● Your objective
Each line of the material below that holds the word "RegenerateImageBody" needs to be copied.
***
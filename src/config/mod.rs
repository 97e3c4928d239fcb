//! Configuration Module
//!
//! 提供应用配置管理功能，支持多层级配置来源：
//! - 环境变量（最高优先级）
//! - 配置文件（TOML 格式）
//! - 默认值（最低优先级）

mod loader;
mod types;

pub use loader::{load_config, load_config_from_path, print_config, ConfigError};
pub use types::{AppConfig, BackendConfig, LogConfig};
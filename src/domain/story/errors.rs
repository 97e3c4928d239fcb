//! Story Context - Errors

use thiserror::Error;

#[derive(Debug, Clone, PartialEq, Eq, Error)]
pub enum StoryError {
    #[error("Story has no scenes")]
    NoScenes,

    #[error("Scene not found: {0}")]
    SceneNotFound(u32),

    #[error("Duplicate scene id: {0}")]
    DuplicateScene(u32),

    #[error("Scene {0} text cannot be empty")]
    EmptySceneText(u32),
}
//! 应用层错误定义
//!
//! 编排器边界上的统一错误类型。传输层与规范化错误原样向上传递，
//! 编排器只附加失败步骤的上下文，不做自动重试。

use thiserror::Error;

use crate::application::ports::TransportError;
use crate::application::workflow::WorkflowStage;

/// 工作流步骤（错误上下文）
#[derive(Debug, Clone, Copy, PartialEq, Eq, Hash)]
pub enum WorkflowStep {
    HealthCheck,
    Generate,
    PollGeneration,
    Refine,
    GenerateAssets,
    PollAssets,
    EditScene,
    RegenerateImage,
}

impl WorkflowStep {
    pub fn as_str(&self) -> &'static str {
        match self {
            WorkflowStep::HealthCheck => "Health check",
            WorkflowStep::Generate => "Story generation",
            WorkflowStep::PollGeneration => "Generation status check",
            WorkflowStep::Refine => "Story refinement",
            WorkflowStep::GenerateAssets => "Image generation",
            WorkflowStep::PollAssets => "Image status check",
            WorkflowStep::EditScene => "Scene update",
            WorkflowStep::RegenerateImage => "Image regeneration",
        }
    }
}

impl std::fmt::Display for WorkflowStep {
    fn fmt(&self, f: &mut std::fmt::Formatter<'_>) -> std::fmt::Result {
        f.write_str(self.as_str())
    }
}

/// 工作流错误
#[derive(Debug, Clone, PartialEq, Eq, Error)]
pub enum WorkflowError {
    /// 用户输入无效，从不触达网络
    #[error("Validation error: {0}")]
    Validation(String),

    /// 在当前状态下不允许的操作
    #[error("Cannot {operation} while the workflow is {stage}")]
    InvalidState {
        operation: &'static str,
        stage: WorkflowStage,
    },

    #[error("{step} failed: {source}")]
    Transport {
        step: WorkflowStep,
        #[source]
        source: TransportError,
    },

    /// HTTP 成功但负载语义上为空或格式不对
    #[error("{step} failed: {message}")]
    BackendLogic { step: WorkflowStep, message: String },

    /// 后端任务报告失败
    #[error("{step} failed: {message}")]
    TaskFailed { step: WorkflowStep, message: String },

    /// 操作被 cancel/reset 放弃
    #[error("{step} was cancelled")]
    Cancelled { step: WorkflowStep },
}

impl WorkflowError {
    pub fn validation(message: impl Into<String>) -> Self {
        Self::Validation(message.into())
    }

    pub fn invalid_state(operation: &'static str, stage: WorkflowStage) -> Self {
        Self::InvalidState { operation, stage }
    }

    /// 2xx 但响应体无法解析时归为 BackendLogic
    pub fn transport(step: WorkflowStep, source: TransportError) -> Self {
        match source {
            TransportError::MalformedBody(message) => Self::BackendLogic { step, message },
            source => Self::Transport { step, source },
        }
    }

    pub fn backend_logic(step: WorkflowStep, message: impl Into<String>) -> Self {
        Self::BackendLogic {
            step,
            message: message.into(),
        }
    }

    /// 失败发生的步骤
    pub fn step(&self) -> Option<WorkflowStep> {
        match self {
            WorkflowError::Validation(_) | WorkflowError::InvalidState { .. } => None,
            WorkflowError::Transport { step, .. }
            | WorkflowError::BackendLogic { step, .. }
            | WorkflowError::TaskFailed { step, .. }
            | WorkflowError::Cancelled { step } => Some(*step),
        }
    }

    pub fn is_validation(&self) -> bool {
        matches!(self, WorkflowError::Validation(_))
    }

    /// 面向用户的简短描述
    pub fn user_message(&self) -> String {
        match self {
            WorkflowError::Validation(msg) => msg.clone(),
            WorkflowError::InvalidState { .. } => {
                "Please wait for the current step to finish.".to_string()
            }
            WorkflowError::Transport { step, source } => {
                format!("{} failed: {}", step, source.user_message())
            }
            WorkflowError::BackendLogic { step, .. } => {
                format!("{} failed: the server returned an unexpected response.", step)
            }
            WorkflowError::TaskFailed { step, message } => format!("{} failed: {}", step, message),
            WorkflowError::Cancelled { step } => format!("{} was cancelled.", step),
        }
    }
}

#[cfg(test)]
mod tests {
    use super::*;
    use std::time::Duration;

    #[test]
    fn test_transport_error_keeps_step_context() {
        let err = WorkflowError::transport(
            WorkflowStep::Generate,
            TransportError::Timeout(Duration::from_secs(120)),
        );

        assert_eq!(err.step(), Some(WorkflowStep::Generate));
        assert_eq!(
            err.user_message(),
            "Story generation failed: Request timed out. Please try again."
        );
    }

    #[test]
    fn test_malformed_body_is_backend_logic() {
        let err = WorkflowError::transport(
            WorkflowStep::Refine,
            TransportError::MalformedBody("expected value".to_string()),
        );
        assert!(matches!(err, WorkflowError::BackendLogic { step: WorkflowStep::Refine, .. }));
    }

    #[test]
    fn test_invalid_state_message() {
        let err = WorkflowError::invalid_state("refine the story", WorkflowStage::Idle);
        assert_eq!(err.to_string(), "Cannot refine the story while the workflow is idle");
        assert_eq!(err.step(), None);
    }

    #[test]
    fn test_validation_message_is_user_facing() {
        let err = WorkflowError::validation("Story idea should be at least 10 characters long");
        assert!(err.is_validation());
        assert_eq!(
            err.user_message(),
            "Story idea should be at least 10 characters long"
        );
    }
}
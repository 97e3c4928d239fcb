//! Workflow Policies
//!
//! 观察到的后端变体在这些行为上互相矛盾，因此作为显式配置暴露

use serde::Deserialize;

/// 修改内容合并到哪些场景
#[derive(Debug, Clone, Copy, PartialEq, Eq, Default, Deserialize)]
#[serde(rename_all = "snake_case")]
pub enum RefinementScope {
    /// 所有场景
    #[default]
    AllScenes,
    /// 只有第一个场景
    LeadScene,
}

/// 不支持的画风如何处理
#[derive(Debug, Clone, Copy, PartialEq, Eq, Default, Deserialize)]
#[serde(rename_all = "snake_case")]
pub enum ArtStylePolicy {
    /// 拒绝提交（ValidationError）
    #[default]
    Reject,
    /// 替换为默认画风并记录警告
    Substitute,
}

/// 修改合并策略
#[derive(Debug, Clone, Copy, PartialEq, Eq)]
pub struct RefinementPolicy {
    pub scope: RefinementScope,
    /// 文本型修改结果截取的字符数
    pub excerpt_chars: usize,
}

impl Default for RefinementPolicy {
    fn default() -> Self {
        Self {
            scope: RefinementScope::AllScenes,
            excerpt_chars: 100,
        }
    }
}
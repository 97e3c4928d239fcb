//! Workflow - 故事生成工作流
//!
//! - state: 状态机阶段、快照与失败记录
//! - policy: 后端变体之间互相矛盾的行为，作为显式策略暴露
//! - config: 编排器运行参数
//! - orchestrator: 编排器本体

mod config;
mod orchestrator;
mod policy;
mod state;

pub use config::WorkflowConfig;
pub use orchestrator::GenerationOrchestrator;
pub use policy::{ArtStylePolicy, RefinementPolicy, RefinementScope};
pub use state::{ViewStep, WorkflowFailure, WorkflowSnapshot, WorkflowStage};
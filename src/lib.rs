//! Taleforge - 故事生成工作流客户端
//!
//! 架构设计: DDD + Hexagonal Architecture
//!
//! 领域层 (domain/):
//! - Story Context: 故事、场景与资源
//! - GenerationSettings / GenerationTask
//!
//! 应用层 (application/):
//! - Ports: TransportPort
//! - StoryApi: 后端端点
//! - Normalizer: 后端响应规范化
//! - Workflow: 状态机与编排器
//!
//! 基础设施层 (infrastructure/):
//! - Adapters: Reqwest / Fake Transport
//! - Worker: StatusPoller 任务轮询
//! - Events: 工作流事件发布

pub mod application;
pub mod config;
pub mod domain;
pub mod infrastructure;

pub use application::{GenerationOrchestrator, WorkflowConfig, WorkflowError, WorkflowStage};
pub use config::{load_config, AppConfig};
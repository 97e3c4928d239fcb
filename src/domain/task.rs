//! 生成任务
//!
//! 后端接受异步生成请求后返回的任务，由状态轮询器跟踪直到终态

use serde::{Deserialize, Serialize};
use uuid::Uuid;

use super::story::{IdOrigin, Story};

/// 任务状态
#[derive(Debug, Clone, Copy, PartialEq, Eq, Serialize, Deserialize)]
#[serde(rename_all = "snake_case")]
pub enum TaskStatus {
    /// 排队中
    Pending,
    /// 处理中
    Processing,
    /// 已完成
    Completed,
    /// 失败
    Failed,
}

impl TaskStatus {
    pub fn as_str(&self) -> &'static str {
        match self {
            TaskStatus::Pending => "pending",
            TaskStatus::Processing => "processing",
            TaskStatus::Completed => "completed",
            TaskStatus::Failed => "failed",
        }
    }

    /// 解析后端状态字符串，兼容常见同义词
    pub fn parse(s: &str) -> Option<Self> {
        match s.trim().to_ascii_lowercase().as_str() {
            "pending" | "queued" => Some(TaskStatus::Pending),
            "processing" | "running" | "in_progress" => Some(TaskStatus::Processing),
            "completed" | "complete" | "done" | "success" => Some(TaskStatus::Completed),
            "failed" | "error" => Some(TaskStatus::Failed),
            _ => None,
        }
    }

    pub fn is_terminal(&self) -> bool {
        matches!(self, TaskStatus::Completed | TaskStatus::Failed)
    }
}

impl std::fmt::Display for TaskStatus {
    fn fmt(&self, f: &mut std::fmt::Formatter<'_>) -> std::fmt::Result {
        f.write_str(self.as_str())
    }
}

/// 任务令牌
#[derive(Debug, Clone, PartialEq, Eq, Hash)]
pub struct TaskId {
    value: String,
    origin: IdOrigin,
}

impl TaskId {
    pub fn from_backend(value: impl Into<String>) -> Self {
        Self {
            value: value.into(),
            origin: IdOrigin::Backend,
        }
    }

    pub fn synthesize() -> Self {
        Self {
            value: format!("local-{}", Uuid::new_v4()),
            origin: IdOrigin::Local,
        }
    }

    pub fn as_str(&self) -> &str {
        &self.value
    }

    pub fn origin(&self) -> IdOrigin {
        self.origin
    }

    pub fn is_local(&self) -> bool {
        self.origin == IdOrigin::Local
    }
}

impl std::fmt::Display for TaskId {
    fn fmt(&self, f: &mut std::fmt::Formatter<'_>) -> std::fmt::Result {
        write!(f, "{}", self.value)
    }
}

/// 生成任务
#[derive(Debug, Clone, PartialEq)]
pub struct GenerationTask {
    pub id: TaskId,
    pub status: TaskStatus,
    /// 进度百分比 [0, 100]
    pub progress: u8,
    /// 当前步骤描述
    pub current_step: String,
    /// 预计耗时（秒）
    pub estimated_time_secs: Option<u64>,
    pub result: Option<Story>,
    pub error: Option<String>,
}

impl GenerationTask {
    /// 后端接受的异步任务
    pub fn accepted(id: TaskId, estimated_time_secs: Option<u64>) -> Self {
        Self {
            id,
            status: TaskStatus::Pending,
            progress: 0,
            current_step: "Queued".to_string(),
            estimated_time_secs,
            result: None,
            error: None,
        }
    }

    /// 后端同步完成时本地合成的任务
    pub fn completed_locally(story: Story) -> Self {
        Self {
            id: TaskId::synthesize(),
            status: TaskStatus::Completed,
            progress: 100,
            current_step: "Generation complete".to_string(),
            estimated_time_secs: None,
            result: Some(story),
            error: None,
        }
    }

    pub fn is_terminal(&self) -> bool {
        self.status.is_terminal()
    }
}

/// 进度值裁剪到 [0, 100]
pub fn clamp_progress(raw: f64) -> u8 {
    if raw.is_nan() {
        return 0;
    }
    raw.round().clamp(0.0, 100.0) as u8
}
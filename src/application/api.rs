//! Story API - 生成后端的类型化端点
//!
//! 后端 API:
//! - POST /api/stories/generate          生成故事（同步结果或任务令牌）
//! - GET  /api/stories/status/{taskId}   查询任务状态
//! - POST /api/stories/refine            按提示修改故事
//! - POST /api/stories/get_scenes        生成插图/音频
//! - POST /api/stories/regenerate_image  重新生成单个场景的插图
//! - PUT  /api/stories/{id}/scenes/{n}   同步场景文本
//! - GET  /                              健康检查

use serde::Serialize;
use serde_json::Value;
use std::sync::Arc;
use std::time::Duration;

use crate::application::ports::{ApiRequest, TransportError, TransportPort};
use crate::domain::{GenerationSettings, Story, TaskId};

/// 生成请求体
#[derive(Debug, Serialize)]
#[serde(rename_all = "camelCase")]
struct GenerateBody<'a> {
    prompt: &'a str,
    genre: &'a str,
    tone: &'a str,
    target_audience: &'a str,
    language: &'a str,
    num_scenes: u8,
    art_style: &'a str,
}

#[derive(Debug, Serialize)]
struct RefineBody<'a> {
    prompt: &'a str,
    story: &'a Story,
}

#[derive(Debug, Serialize)]
#[serde(rename_all = "camelCase")]
struct AssetsBody<'a> {
    story: &'a Story,
    art_style: &'a str,
}

#[derive(Debug, Serialize)]
#[serde(rename_all = "camelCase")]
struct RegenerateImageBody<'a> {
    story_id: &'a str,
    scene_id: u32,
    prompt: &'a str,
    art_style: &'a str,
}

#[derive(Debug, Serialize)]
struct UpdateSceneBody<'a> {
    text: &'a str,
}

/// Story API 配置
#[derive(Debug, Clone)]
pub struct StoryApiConfig {
    /// 健康检查路径
    pub health_path: String,
    /// 健康检查超时
    pub health_timeout: Duration,
}

impl Default for StoryApiConfig {
    fn default() -> Self {
        Self {
            health_path: "/".to_string(),
            health_timeout: Duration::from_secs(5),
        }
    }
}

/// Story API
///
/// 在 [`TransportPort`] 之上构建各端点的请求体，不做任何响应解释
#[derive(Clone)]
pub struct StoryApi {
    transport: Arc<dyn TransportPort>,
    config: StoryApiConfig,
}

impl StoryApi {
    pub fn new(transport: Arc<dyn TransportPort>) -> Self {
        Self::with_config(transport, StoryApiConfig::default())
    }

    pub fn with_config(transport: Arc<dyn TransportPort>, config: StoryApiConfig) -> Self {
        Self { transport, config }
    }

    fn encode<T: Serialize>(body: &T) -> Result<Value, TransportError> {
        serde_json::to_value(body).map_err(|e| TransportError::InvalidRequest(e.to_string()))
    }

    /// 健康检查（短超时）
    pub async fn health(&self) -> Result<Value, TransportError> {
        let request = ApiRequest::get(self.config.health_path.clone())
            .with_timeout(self.config.health_timeout);
        self.transport.request(request).await
    }

    pub async fn generate(&self, settings: &GenerationSettings) -> Result<Value, TransportError> {
        let body = Self::encode(&GenerateBody {
            prompt: settings.idea(),
            genre: &settings.genre,
            tone: &settings.tone,
            target_audience: &settings.target_audience,
            language: &settings.language,
            num_scenes: settings.num_scenes,
            art_style: &settings.art_style,
        })?;

        tracing::debug!(
            num_scenes = settings.num_scenes,
            art_style = %settings.art_style,
            prompt_len = settings.idea().len(),
            "Requesting story generation"
        );
        self.transport
            .request(ApiRequest::post("/api/stories/generate", body))
            .await
    }

    pub async fn status(&self, task_id: &TaskId) -> Result<Value, TransportError> {
        let path = format!("/api/stories/status/{}", task_id);
        self.transport.request(ApiRequest::get(path)).await
    }

    pub async fn refine(&self, prompt: &str, story: &Story) -> Result<Value, TransportError> {
        let body = Self::encode(&RefineBody { prompt, story })?;
        tracing::debug!(story_id = %story.id(), prompt_len = prompt.len(), "Requesting story refinement");
        self.transport
            .request(ApiRequest::post("/api/stories/refine", body))
            .await
    }

    pub async fn generate_assets(
        &self,
        story: &Story,
        art_style: &str,
    ) -> Result<Value, TransportError> {
        let body = Self::encode(&AssetsBody { story, art_style })?;
        tracing::debug!(
            story_id = %story.id(),
            scenes = story.scene_count(),
            art_style = %art_style,
            "Requesting scene assets"
        );
        self.transport
            .request(ApiRequest::post("/api/stories/get_scenes", body))
            .await
    }

    pub async fn regenerate_image(
        &self,
        story_id: &str,
        scene_id: u32,
        prompt: &str,
        art_style: &str,
    ) -> Result<Value, TransportError> {
        let body = Self::encode(&RegenerateImageBody {
            story_id,
            scene_id,
            prompt,
            art_style,
        })?;
        self.transport
            .request(ApiRequest::post("/api/stories/regenerate_image", body))
            .await
    }

    pub async fn update_scene(
        &self,
        story_id: &str,
        scene_id: u32,
        text: &str,
    ) -> Result<Value, TransportError> {
        let body = Self::encode(&UpdateSceneBody { text })?;
        let path = format!("/api/stories/{}/scenes/{}", story_id, scene_id);
        self.transport.request(ApiRequest::put(path, body)).await
    }
}
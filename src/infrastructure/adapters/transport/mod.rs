//! Transport Adapter - 后端 HTTP 传输实现

mod fake_transport;
mod reqwest_transport;

pub use fake_transport::{FakeReply, FakeTransport, RecordedRequest};
pub use reqwest_transport::{ReqwestTransport, ReqwestTransportConfig};
//! Configuration Types
//!
//! 定义所有配置结构体

use serde::Deserialize;
use std::collections::BTreeMap;
use std::time::Duration;

use crate::application::workflow::WorkflowConfig;
use crate::application::StoryApiConfig;
use crate::infrastructure::adapters::ReqwestTransportConfig;

/// 应用主配置
#[derive(Debug, Clone, Default, Deserialize)]
pub struct AppConfig {
    /// 生成后端配置
    #[serde(default)]
    pub backend: BackendConfig,

    /// 工作流配置
    #[serde(default)]
    pub workflow: WorkflowConfig,

    /// 日志配置
    #[serde(default)]
    pub log: LogConfig,
}

/// 生成后端配置
#[derive(Debug, Clone, Deserialize)]
pub struct BackendConfig {
    /// 后端基础 URL
    #[serde(default = "default_base_url")]
    pub base_url: String,

    /// 请求超时（毫秒）
    #[serde(default = "default_timeout_ms")]
    pub timeout_ms: u64,

    /// 健康检查超时（毫秒）
    #[serde(default = "default_health_timeout_ms")]
    pub health_timeout_ms: u64,

    /// 健康检查路径
    #[serde(default = "default_health_path")]
    pub health_path: String,

    /// 每个请求都携带的额外请求头
    #[serde(default)]
    pub headers: BTreeMap<String, String>,
}

fn default_base_url() -> String {
    "http://localhost:8000".to_string()
}

fn default_timeout_ms() -> u64 {
    120_000
}

fn default_health_timeout_ms() -> u64 {
    5000
}

fn default_health_path() -> String {
    "/".to_string()
}

impl Default for BackendConfig {
    fn default() -> Self {
        Self {
            base_url: default_base_url(),
            timeout_ms: default_timeout_ms(),
            health_timeout_ms: default_health_timeout_ms(),
            health_path: default_health_path(),
            headers: BTreeMap::new(),
        }
    }
}

impl BackendConfig {
    /// 转换为传输层配置
    pub fn transport_config(&self) -> ReqwestTransportConfig {
        ReqwestTransportConfig {
            base_url: self.base_url.clone(),
            timeout: Duration::from_millis(self.timeout_ms),
            headers: self
                .headers
                .iter()
                .map(|(name, value)| (name.clone(), value.clone()))
                .collect(),
        }
    }

    /// 转换为 Story API 配置
    pub fn api_config(&self) -> StoryApiConfig {
        StoryApiConfig {
            health_path: self.health_path.clone(),
            health_timeout: Duration::from_millis(self.health_timeout_ms),
        }
    }
}

/// 日志配置
#[derive(Debug, Clone, Deserialize)]
pub struct LogConfig {
    /// 日志级别
    #[serde(default = "default_log_level")]
    pub level: String,

    /// 是否启用 JSON 格式
    #[serde(default)]
    pub json: bool,
}

fn default_log_level() -> String {
    "info".to_string()
}

impl Default for LogConfig {
    fn default() -> Self {
        Self {
            level: default_log_level(),
            json: false,
        }
    }
}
***
● Output of the exercise
struct RegenerateImageBody<'a> {
        let body = Self::encode(&RegenerateImageBody {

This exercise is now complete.